Really expanding on kingledion's answer, evolutionary pressures will lead to what is known as "convergent evolution".

The issue is the environment requires some very specific adaptations to fill the niche of aquatic predator. Since the prey is underwater, a streamlined hydrodynamic shape is required to be fast enough to successfully hunt. Since the waters and surrounding air are cold, the creature needs some means to retain body heat. Penguins who had these traits passed them on to their offspring, while those who did not starved or froze to death, and had fewer or no offspring.

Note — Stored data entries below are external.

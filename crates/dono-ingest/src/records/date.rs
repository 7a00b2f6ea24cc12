//! Permissive calendar-date parsing
//!
//! Object files are produced by tools that print dates in whatever format
//! their runtime prefers (`Sun Feb 28 2021`, `2021-02-28`, ...), sometimes
//! with a time-of-day tail. Only the calendar day is kept.

use chrono::NaiveDate;

/// Accepted layouts, tried in order
const DATE_FORMATS: &[&str] = &[
    "%Y-%m-%d",
    "%a %b %d %Y",
    "%b %d %Y",
    "%d %b %Y",
    "%B %d %Y",
    "%A %B %d %Y",
    "%m/%d/%Y",
];

/// Longest token prefix considered a date
const MAX_DATE_TOKENS: usize = 4;

/// Parse a calendar day, ignoring any trailing time-of-day tokens
///
/// Returns `None` when no accepted layout matches.
pub fn parse_date(raw: &str) -> Option<NaiveDate> {
    let text = raw.trim();
    if text.is_empty() {
        return None;
    }

    // 2021-02-28T10:00:00Z
    if let Some(date) = text.get(..10).and_then(|head| NaiveDate::parse_from_str(head, "%Y-%m-%d").ok()) {
        return Some(date);
    }

    let tokens: Vec<&str> = text.split([' ', '\t', ',']).filter(|t| !t.is_empty()).collect();
    // A misstated weekday should not hide an otherwise valid date
    for start in 0..tokens.len().min(2) {
        let rest = &tokens[start..];
        for len in (1..=rest.len().min(MAX_DATE_TOKENS)).rev() {
            let candidate = rest[..len].join(" ");
            if let Some(date) = DATE_FORMATS
                .iter()
                .find_map(|format| NaiveDate::parse_from_str(&candidate, format).ok())
            {
                return Some(date);
            }
        }
    }
    None
}
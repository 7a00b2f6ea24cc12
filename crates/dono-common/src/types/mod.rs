//! Domain value types shared across dono crates

use serde::{Deserialize, Serialize};
use std::fmt;
use std::str::FromStr;

use crate::error::CommonError;

/// Code of the currency every donation amount is converted into.
pub const BASE_CURRENCY: &str = "USD";

/// Currency code attached to a donation or an exchange rate (e.g. `AUD`)
///
/// Codes are compared exactly; no case folding is applied.
#[derive(Debug, Clone, PartialEq, Eq, Hash, PartialOrd, Ord, Serialize, Deserialize)]
#[serde(transparent)]
pub struct CurrencySign(String);

impl CurrencySign {
    /// The base currency (`USD`)
    pub fn base() -> Self {
        Self(BASE_CURRENCY.to_string())
    }

    /// Whether amounts in this currency need no conversion
    pub fn is_base(&self) -> bool {
        self.0 == BASE_CURRENCY
    }

    pub fn as_str(&self) -> &str {
        &self.0
    }
}

impl FromStr for CurrencySign {
    type Err = CommonError;

    fn from_str(s: &str) -> Result<Self, Self::Err> {
        let code = s.trim();
        if code.is_empty() || !code.chars().all(|c| c.is_ascii_alphabetic()) {
            return Err(CommonError::InvalidCurrency(s.to_string()));
        }
        Ok(Self(code.to_string()))
    }
}

impl fmt::Display for CurrencySign {
    fn fmt(&self, f: &mut fmt::Formatter<'_>) -> fmt::Result {
        f.write_str(&self.0)
    }
}

impl PartialEq<str> for CurrencySign {
    fn eq(&self, other: &str) -> bool {
        self.0 == other
    }
}

impl PartialEq<&str> for CurrencySign {
    fn eq(&self, other: &&str) -> bool {
        self.0 == *other
    }
}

We can see this in multitudes of natural examples. Sharks, Tuna, Ichthyosaurs and Dolphins come from four very different evolutionary paths and are entirely different species, yet have all evolved similar shapes in order to be top marine predators in their environments. Wolves have similar looks to extinct Thylacine, or Marsupial Wolf. A browse through the biology section of the library will turn up numerous other examples.

Going the other way, there have been species of penguins that lived in New Zealand some 25 million years ago that were large and skinny instead. Since they lived in warmer climates, their need for insulating fat or a low surface to volume ratio was limited, while obviously being large bestowed some sort of competitive advantage, perhaps in fending off other predatory species or being able to hunt larger prey.

So depending on how specialized the evolutionary niche is, expect your species to converge towards an "ideal" solution regardless of the starting point in evolution, given enough time and how rigorous the conditions actually are.